Work instruction
Copy exactly the stretch of data below from the line with "assert_eq!(position.profit, dec!(-1.5));" through the line with "let result = TradeResult::from(raw);", including both of those lines.

Information supplied
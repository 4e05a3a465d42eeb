//! Gateway request and response types.
//!
//! These mirror the terminal's own structures: prices and volumes travel as
//! JSON floats, enums as the terminal's integer codes.

use rust_decimal::Decimal;
use serde::{Deserialize, Serialize};

use super::error::GatewayError;
use crate::application::ports::{AccountInfo, SymbolInfo, TerminalLastError, Tick, TradeResult};
use crate::domain::shared::{Symbol, Ticket};
use crate::domain::trading::{OrderRequest, PositionSnapshot, TradeRetcode, TradeSide};

/// `ORDER_TIME_GTC`: good till cancelled.
pub const ORDER_TIME_GTC: u8 = 0;

// ============================================================================
// Request Types
// ============================================================================

/// Body of `POST /login`.
#[derive(Debug, Clone, Serialize)]
pub struct LoginBody<'a> {
    /// Account number.
    pub login: u64,
    /// Account password.
    pub password: &'a str,
    /// Trade server.
    pub server: &'a str,
}

/// Body of `POST /symbols/{symbol}/select`.
#[derive(Debug, Clone, Serialize)]
pub struct SelectBody {
    /// Show (true) or hide (false).
    pub enable: bool,
}

/// Trade request in terminal format.
#[derive(Debug, Clone, PartialEq, Serialize, Deserialize)]
pub struct GatewayTradeRequest {
    /// `TRADE_ACTION_*` code.
    pub action: u8,
    /// Symbol name.
    pub symbol: String,
    /// Volume in lots.
    #[serde(
        default,
        with = "rust_decimal::serde::float_option",
        skip_serializing_if = "Option::is_none"
    )]
    pub volume: Option<Decimal>,
    /// `ORDER_TYPE_*` code.
    #[serde(rename = "type", default, skip_serializing_if = "Option::is_none")]
    pub order_type: Option<u8>,
    /// Requested price.
    #[serde(
        default,
        with = "rust_decimal::serde::float_option",
        skip_serializing_if = "Option::is_none"
    )]
    pub price: Option<Decimal>,
    /// Stop-loss.
    #[serde(
        default,
        with = "rust_decimal::serde::float_option",
        skip_serializing_if = "Option::is_none"
    )]
    pub sl: Option<Decimal>,
    /// Take-profit.
    #[serde(
        default,
        with = "rust_decimal::serde::float_option",
        skip_serializing_if = "Option::is_none"
    )]
    pub tp: Option<Decimal>,
    /// Position ticket.
    #[serde(default, skip_serializing_if = "Option::is_none")]
    pub position: Option<u64>,
    /// Maximum price deviation in points.
    #[serde(default, skip_serializing_if = "Option::is_none")]
    pub deviation: Option<u32>,
    /// Magic number.
    pub magic: u64,
    /// Comment.
    #[serde(default)]
    pub comment: String,
    /// `ORDER_TIME_*` code.
    #[serde(default, skip_serializing_if = "Option::is_none")]
    pub type_time: Option<u8>,
    /// `ORDER_FILLING_*` code.
    #[serde(default, skip_serializing_if = "Option::is_none")]
    pub type_filling: Option<u8>,
}

impl From<&OrderRequest> for GatewayTradeRequest {
    fn from(request: &OrderRequest) -> Self {
        // Deal fields only apply to requests that carry a side.
        let is_deal = request.side.is_some();
        Self {
            action: request.action.code(),
            symbol: request.symbol.as_str().to_string(),
            volume: request.volume.map(|v| v.amount()),
            order_type: request.side.map(|s| s.order_type_code()),
            price: request.price,
            sl: request.sl,
            tp: request.tp,
            position: request.position.map(|t| t.value()),
            deviation: is_deal.then_some(request.deviation),
            magic: request.magic,
            comment: request.comment.clone(),
            type_time: is_deal.then_some(ORDER_TIME_GTC),
            type_filling: request.fill_mode.map(|m| m.code()),
        }
    }
}

// ============================================================================
// Response Types
// ============================================================================

/// Account summary from the gateway.
#[derive(Debug, Clone, Deserialize)]
pub struct GatewayAccountInfo {
    /// Account number.
    pub login: u64,
    /// Trade server.
    pub server: String,
    /// Balance.
    #[serde(with = "rust_decimal::serde::float")]
    pub balance: Decimal,
    /// Equity.
    #[serde(with = "rust_decimal::serde::float")]
    pub equity: Decimal,
    /// Account currency.
    #[serde(default)]
    pub currency: String,
}

impl From<GatewayAccountInfo> for AccountInfo {
    fn from(info: GatewayAccountInfo) -> Self {
        Self {
            login: info.login,
            server: info.server,
            balance: info.balance,
            equity: info.equity,
            currency: info.currency,
        }
    }
}

/// Symbol metadata from the gateway.
#[derive(Debug, Clone, Deserialize)]
pub struct GatewaySymbolInfo {
    /// Symbol name.
    pub name: String,
    /// Shown in the market watch.
    pub visible: bool,
    /// Price precision.
    pub digits: u32,
    /// Point size.
    #[serde(with = "rust_decimal::serde::float")]
    pub point: Decimal,
    /// Minimum stop distance in points.
    #[serde(default)]
    pub trade_stops_level: u32,
    /// Minimum volume.
    #[serde(with = "rust_decimal::serde::float")]
    pub volume_min: Decimal,
    /// Volume step.
    #[serde(with = "rust_decimal::serde::float")]
    pub volume_step: Decimal,
}

impl From<GatewaySymbolInfo> for SymbolInfo {
    fn from(info: GatewaySymbolInfo) -> Self {
        Self {
            name: Symbol::new(info.name),
            visible: info.visible,
            digits: info.digits,
            point: info.point,
            trade_stops_level: info.trade_stops_level,
            volume_min: info.volume_min,
            volume_step: info.volume_step,
        }
    }
}

/// Latest tick from the gateway.
#[derive(Debug, Clone, Deserialize)]
pub struct GatewayTick {
    /// Bid.
    #[serde(with = "rust_decimal::serde::float")]
    pub bid: Decimal,
    /// Ask.
    #[serde(with = "rust_decimal::serde::float")]
    pub ask: Decimal,
    /// Seconds since the epoch.
    #[serde(default)]
    pub time: i64,
}

impl From<GatewayTick> for Tick {
    fn from(tick: GatewayTick) -> Self {
        Self {
            bid: tick.bid,
            ask: tick.ask,
            time: tick.time,
        }
    }
}

/// Open position from the gateway.
#[derive(Debug, Clone, Deserialize)]
pub struct GatewayPosition {
    /// Ticket.
    pub ticket: u64,
    /// Symbol name.
    pub symbol: String,
    /// `POSITION_TYPE_*` code.
    #[serde(rename = "type")]
    pub position_type: u8,
    /// Volume.
    #[serde(with = "rust_decimal::serde::float")]
    pub volume: Decimal,
    /// Open price.
    #[serde(with = "rust_decimal::serde::float")]
    pub price_open: Decimal,
    /// Stop-loss.
    #[serde(with = "rust_decimal::serde::float")]
    pub sl: Decimal,
    /// Take-profit.
    #[serde(with = "rust_decimal::serde::float")]
    pub tp: Decimal,
    /// Floating profit.
    #[serde(with = "rust_decimal::serde::float")]
    pub profit: Decimal,
}

impl TryFrom<GatewayPosition> for PositionSnapshot {
    type Error = GatewayError;

    fn try_from(position: GatewayPosition) -> Result<Self, Self::Error> {
        let side = TradeSide::from_order_type_code(position.position_type).ok_or_else(|| {
            GatewayError::InvalidPayload(format!(
                "position {} has unknown type {}",
                position.ticket, position.position_type
            ))
        })?;

        Ok(Self {
            ticket: Ticket::new(position.ticket),
            symbol: Symbol::new(position.symbol),
            side,
            volume: position.volume,
            price_open: position.price_open,
            sl: position.sl,
            tp: position.tp,
            profit: position.profit,
        })
    }
}

/// Trade result from the gateway.
#[derive(Debug, Clone, Deserialize)]
pub struct GatewayTradeResult {
    /// Return code.
    pub retcode: u32,
    /// Deal ticket.
    #[serde(default)]
    pub deal: u64,
    /// Order ticket.
    #[serde(default)]
    pub order: u64,
    /// Executed volume.
    #[serde(default, with = "rust_decimal::serde::float")]
    pub volume: Decimal,
    /// Execution price.
    #[serde(default, with = "rust_decimal::serde::float")]
    pub price: Decimal,
    /// Bid.
    #[serde(default, with = "rust_decimal::serde::float")]
    pub bid: Decimal,
    /// Ask.
    #[serde(default, with = "rust_decimal::serde::float")]
    pub ask: Decimal,
    /// Server comment.
    #[serde(default)]
    pub comment: String,
    /// Terminal request id.
    #[serde(default)]
    pub request_id: u64,
}

impl From<GatewayTradeResult> for TradeResult {
    fn from(result: GatewayTradeResult) -> Self {
        Self {
            retcode: TradeRetcode::new(result.retcode),
            deal: result.deal,
            order: result.order,
            volume: result.volume,
            price: result.price,
            bid: result.bid,
            ask: result.ask,
            comment: result.comment,
            request_id: result.request_id,
        }
    }
}

/// Last terminal error from the gateway.
#[derive(Debug, Clone, Deserialize)]
pub struct GatewayLastError {
    /// Error code.
    pub code: i64,
    /// Description.
    #[serde(default)]
    pub message: String,
}

impl From<GatewayLastError> for TerminalLastError {
    fn from(err: GatewayLastError) -> Self {
        Self {
            code: err.code,
            message: err.message,
        }
    }
}

/// Error body returned with non-success statuses.
#[derive(Debug, Clone, Deserialize)]
pub struct GatewayErrorResponse {
    /// Error message.
    #[serde(alias = "error")]
    pub message: String,
}

#[cfg(test)]
mod tests {
    use super::*;
    use crate::domain::shared::Volume;
    use crate::domain::trading::{FillMode, OrderDefaults, StopLevels};
    use rust_decimal_macros::dec;
    use serde_json::json;

    fn defaults() -> OrderDefaults {
        OrderDefaults {
            deviation: 20,
            magic: 123_456,
            comment: "Bridge trade".to_string(),
        }
    }

    #[test]
    fn market_open_uses_terminal_codes() {
        let request = OrderRequest::market_open(
            Symbol::new("XAUUSD"),
            TradeSide::Sell,
            Volume::new(dec!(0.5)).unwrap(),
            dec!(2000.25),
            StopLevels::new(Some(dec!(2010.5)), None),
            &defaults(),
        )
        .with_fill_mode(FillMode::Ioc);

        let body = serde_json::to_value(GatewayTradeRequest::from(&request)).unwrap();
        assert_eq!(
            body,
            json!({
                "action": 1,
                "symbol": "XAUUSD",
                "volume": 0.5,
                "type": 1,
                "price": 2000.25,
                "sl": 2010.5,
                "deviation": 20,
                "magic": 123_456,
                "comment": "Bridge trade",
                "type_time": 0,
                "type_filling": 1
            })
        );
    }

    #[test]
    fn modification_omits_deal_fields() {
        let position = PositionSnapshot {
            ticket: Ticket::new(88),
            symbol: Symbol::new("XAUUSD"),
            side: TradeSide::Buy,
            volume: dec!(1),
            price_open: dec!(2000),
            sl: dec!(1990.5),
            tp: dec!(2050),
            profit: Decimal::ZERO,
        };
        let request =
            OrderRequest::modify_stops(&position, StopLevels::new(None, Some(dec!(2060.5))), 7);

        let body = serde_json::to_value(GatewayTradeRequest::from(&request)).unwrap();
        assert_eq!(body["action"], 6);
        assert_eq!(body["position"], 88);
        assert_eq!(body["sl"], 1990.5);
        assert_eq!(body["tp"], 2060.5);
        assert!(body.get("type").is_none());
        assert!(body.get("type_filling").is_none());
        assert!(body.get("deviation").is_none());
    }

    #[test]
    fn position_type_maps_to_side() {
        let raw: GatewayPosition = serde_json::from_value(json!({
            "ticket": 5, "symbol": "XAUUSD", "type": 1, "volume": 0.25,
            "price_open": 2000.5, "sl": 0.0, "tp": 0.0, "profit": -1.5
        }))
        .unwrap();
        let position = PositionSnapshot::try_from(raw).unwrap();
        assert_eq!(position.side, TradeSide::Sell);
        assert_eq!(position.volume, dec!(0.25));
        assert_eq!(position.profit, dec!(-1.5));
    }

    #[test]
    fn unknown_position_type_is_rejected() {
        let raw: GatewayPosition = serde_json::from_value(json!({
            "ticket": 5, "symbol": "XAUUSD", "type": 4, "volume": 1.0,
            "price_open": 1.0, "sl": 0.0, "tp": 0.0, "profit": 0.0
        }))
        .unwrap();
        assert!(PositionSnapshot::try_from(raw).is_err());
    }

    #[test]
    fn trade_result_tolerates_missing_fields() {
        let raw: GatewayTradeResult =
            serde_json::from_value(json!({"retcode": 10030, "comment": "Unsupported filling mode"}))
                .unwrap();
        let result = TradeResult::from(raw);
        assert!(result.is_unsupported_fill_mode());
        assert_eq!(result.deal, 0);
    }
}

Task result
        assert_eq!(position.profit, dec!(-1.5));
    }

    #[test]
    fn unknown_position_type_is_rejected() {
        let raw: GatewayPosition = serde_json::from_value(json!({
            "ticket": 5, "symbol": "XAUUSD", "type": 4, "volume": 1.0,
            "price_open": 1.0, "sl": 0.0, "tp": 0.0, "profit": 0.0
        }))
        .unwrap();
        assert!(PositionSnapshot::try_from(raw).is_err());
    }

    #[test]
    fn trade_result_tolerates_missing_fields() {
        let raw: GatewayTradeResult =
            serde_json::from_value(json!({"retcode": 10030, "comment": "Unsupported filling mode"}))
                .unwrap();
        let result = TradeResult::from(raw);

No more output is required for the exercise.